US ‘closely monitoring’ national security threat from Russian anti-satellite weapon
The United States is “closely monitoring” Russian efforts to develop a new “anti-satellite” weapons capability that so alarmed the leader of the House Intelligence Committee that he went public and described it as a “national security threat,” according to National Security Council spokesperson John Kirby.
The House Intelligence panel chairman, Ohio Representative Mike Turner, drew attention to the threat earlier on Wednesday when he issued an unusually cryptic statement on the “serious national security threat” and called on Mr Biden to “declassify all information relating to this threat so that Congress, the Administration, and our allies can openly discuss the actions necessary to respond to this threat”.
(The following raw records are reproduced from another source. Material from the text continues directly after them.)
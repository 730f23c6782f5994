// observer.rs
// 任务进度事件及其观察者：标准输出打印，或在测试中记录下来。
use crate::suspend::format_timestamp;
use std::fmt;
use std::sync::{Mutex, PoisonError};
use std::time::SystemTime;

/// 任务执行过程中产生的可观察事件
#[derive(Debug, Clone, PartialEq)]
pub enum TaskEvent {
    /// 开始计算某一步
    Step { label: String, step: u32 },
    /// 进入挂起点
    Suspended { label: String, at: SystemTime },
    /// 计算完成
    Finished { label: String, param: u32, result: u128 },
}

impl TaskEvent {
    pub fn label(&self) -> &str {
        match self {
            TaskEvent::Step { label, .. }
            | TaskEvent::Suspended { label, .. }
            | TaskEvent::Finished { label, .. } => label,
        }
    }
}

/// 事件的标准输出格式
impl fmt::Display for TaskEvent {
    fn fmt(&self, f: &mut fmt::Formatter<'_>) -> fmt::Result {
        match self {
            TaskEvent::Step { label, step } => {
                write!(f, "Task: {}: Compute factorial for: {}", label, step)
            }
            TaskEvent::Suspended { at, .. } => write!(f, "SLEEP {}", format_timestamp(*at)),
            TaskEvent::Finished { label, param, result } => {
                writeln!(f, "Task {}: factorial({}) is {}", label, param, result)
            }
        }
    }
}

/// 任务事件观察者
pub trait Observer: Send + Sync {
    fn on_event(&self, event: &TaskEvent);
}

/// 将事件逐行打印到标准输出
#[derive(Debug, Default, Clone, Copy)]
pub struct StdoutObserver;

impl Observer for StdoutObserver {
    fn on_event(&self, event: &TaskEvent) {
        println!("{}", event);
    }
}

/// 丢弃所有事件
#[derive(Debug, Default, Clone, Copy)]
pub struct SilentObserver;

impl Observer for SilentObserver {
    fn on_event(&self, _event: &TaskEvent) {}
}

/// 按发生顺序记录事件，供测试断言交错顺序
#[derive(Debug, Default)]
pub struct RecordingObserver {
    events: Mutex<Vec<TaskEvent>>,
}

impl RecordingObserver {
    pub fn new() -> Self {
        Self::default()
    }

    /// 事件快照
    pub fn events(&self) -> Vec<TaskEvent> {
        self.events.lock().unwrap_or_else(PoisonError::into_inner).clone()
    }

    /// 按标准输出格式渲染的行
    pub fn lines(&self) -> Vec<String> {
        self.events().iter().map(|e| e.to_string()).collect()
    }

    /// 某个任务上报的步骤序列
    pub fn steps_of(&self, label: &str) -> Vec<u32> {
        self.events()
            .iter()
            .filter_map(|e| match e {
                TaskEvent::Step { label: l, step } if l == label => Some(*step),
                _ => None,
            })
            .collect()
    }

    /// 某个任务的挂起次数
    pub fn suspensions_of(&self, label: &str) -> usize {
        self.events()
            .iter()
            .filter(|e| matches!(e, TaskEvent::Suspended { label: l, .. } if l == label))
            .count()
    }

    /// 事件中各任务标签的出现顺序（含重复）
    pub fn label_sequence(&self) -> Vec<String> {
        self.events().iter().map(|e| e.label().to_string()).collect()
    }
}

impl Observer for RecordingObserver {
    fn on_event(&self, event: &TaskEvent) {
        self.events.lock().unwrap_or_else(PoisonError::into_inner).push(event.clone());
    }
}

#[cfg(test)]
mod tests {
    use super::*;
    use std::time::{Duration, UNIX_EPOCH};

    #[test]
    fn test_event_lines() {
        let step = TaskEvent::Step {
            label: "A".to_string(),
            step: 2,
        };
        assert_eq!(step.to_string(), "Task: A: Compute factorial for: 2");

        let sleep = TaskEvent::Suspended {
            label: "A".to_string(),
            at: UNIX_EPOCH + Duration::from_micros(1_500_000),
        };
        assert_eq!(sleep.to_string(), "SLEEP 1.500000");

        let done = TaskEvent::Finished {
            label: "B".to_string(),
            param: 4,
            result: 24,
        };
        assert_eq!(done.to_string(), "Task B: factorial(4) is 24\n");
    }

    #[test]
    fn test_recording_observer_filters_by_label() {
        let observer = RecordingObserver::new();
        observer.on_event(&TaskEvent::Step { label: "A".to_string(), step: 2 });
        observer.on_event(&TaskEvent::Step { label: "B".to_string(), step: 2 });
        observer.on_event(&TaskEvent::Suspended { label: "A".to_string(), at: UNIX_EPOCH });
        observer.on_event(&TaskEvent::Step { label: "A".to_string(), step: 3 });

        assert_eq!(observer.steps_of("A"), vec![2, 3]);
        assert_eq!(observer.steps_of("B"), vec![2]);
        assert_eq!(observer.suspensions_of("A"), 1);
        assert_eq!(observer.suspensions_of("B"), 0);
        assert_eq!(observer.label_sequence(), vec!["A", "B", "A", "A"]);
        assert_eq!(observer.lines()[0], "Task: A: Compute factorial for: 2");
        assert_eq!(observer.lines()[2], "SLEEP 0.000000");
    }
}
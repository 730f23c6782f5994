use scheduler::args::{append_score, append_score_to, greet, mean_grade, pack};
use scheduler::error::Result;

/// 可变参数打包示例：位置参数、关键字参数以及累积容器的共享规则
fn main() -> Result<()> {
    // ---- 1. 位置参数 ----
    let persons = ["Naz", "Rabiah", "Jehan", "Sarah"];
    println!("Persons to greet: {:?}", persons);
    println!("{}", greet(&persons, None));

    println!("{}", "-".repeat(4));

    // ---- 2. 关键字参数 ----
    let grades = pack(Vec::<i64>::new(), [("Naz", 5), ("Rabiah", 5), ("Jehan", 2)])?;
    println!("Grades for the total: {:?}", grades.describe_keyword());
    println!("Mean Grade: {}", mean_grade(&grades)?);
    let grades = pack(Vec::<i64>::new(), [("Jules", 5), ("Brownie", 5), ("Zico", 2), ("Nyope", 1)])?;
    println!("Mean Grade: {}", mean_grade(&grades)?);

    // ---- 3. 每次调用使用新容器 ----
    println!("Scores: {:?}", append_score(98, None));
    println!("Scores: {:?}", append_score(94, None));
    println!("{}", "-".repeat(4));
    println!("Scores: {:?}", append_score(92, Some(vec![100, 95])));
    println!("Scores: {:?}", append_score(92, Some(vec![100, 95, 56])));

    // 只有显式传入同一个容器才会累积
    let mut shared = Vec::new();
    append_score_to(98, &mut shared);
    println!("Shared scores: {:?}", append_score_to(94, &mut shared));

    // ---- 4. 混合参数 ----
    let packed = pack(persons, [("Jules", 5), ("Brownie", 5), ("Zico", 2), ("Nyope", 1)])?;
    println!("{:?}", packed.describe_positional());
    println!("{:?}", packed.describe_keyword());
    let packed = pack(["Naz"], [("Jules", 5)])?;
    println!("{:?}", packed.describe_positional());
    println!("{:?}", packed.describe_keyword());

    // ---- 5. 拆出首元素 ----
    if let Some((first, rest)) = persons.split_first() {
        println!("{}", first);
        println!("rest={:?}", rest);
    }

    Ok(())
}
According to ABC News, two sources described the threat at issue as emanating from Russia and involving plans to potentially use space-based nuclear weapons for anti-satellite purposes.
Mr Kirby did not say whether the threat in question was nuclear-based, but he did confirm to reporters at Thursday’s White House press briefing that the threat raised by Mr Turner is “related to an anti-satellite capability that Russia is developing” and confirmed that the weapon in question is “space-based” and if deployed would represent a violation of the 1967 Outer Space Treaty to which both the United States and Russia are signatories.
He took pains to stress that the weapon was not one that Russia could use at this time.
“This is not an active capability that’s been deployed. And though Russia’s pursuit of this particular capability is troubling, there is no immediate threat to anyone’s safety,” he said.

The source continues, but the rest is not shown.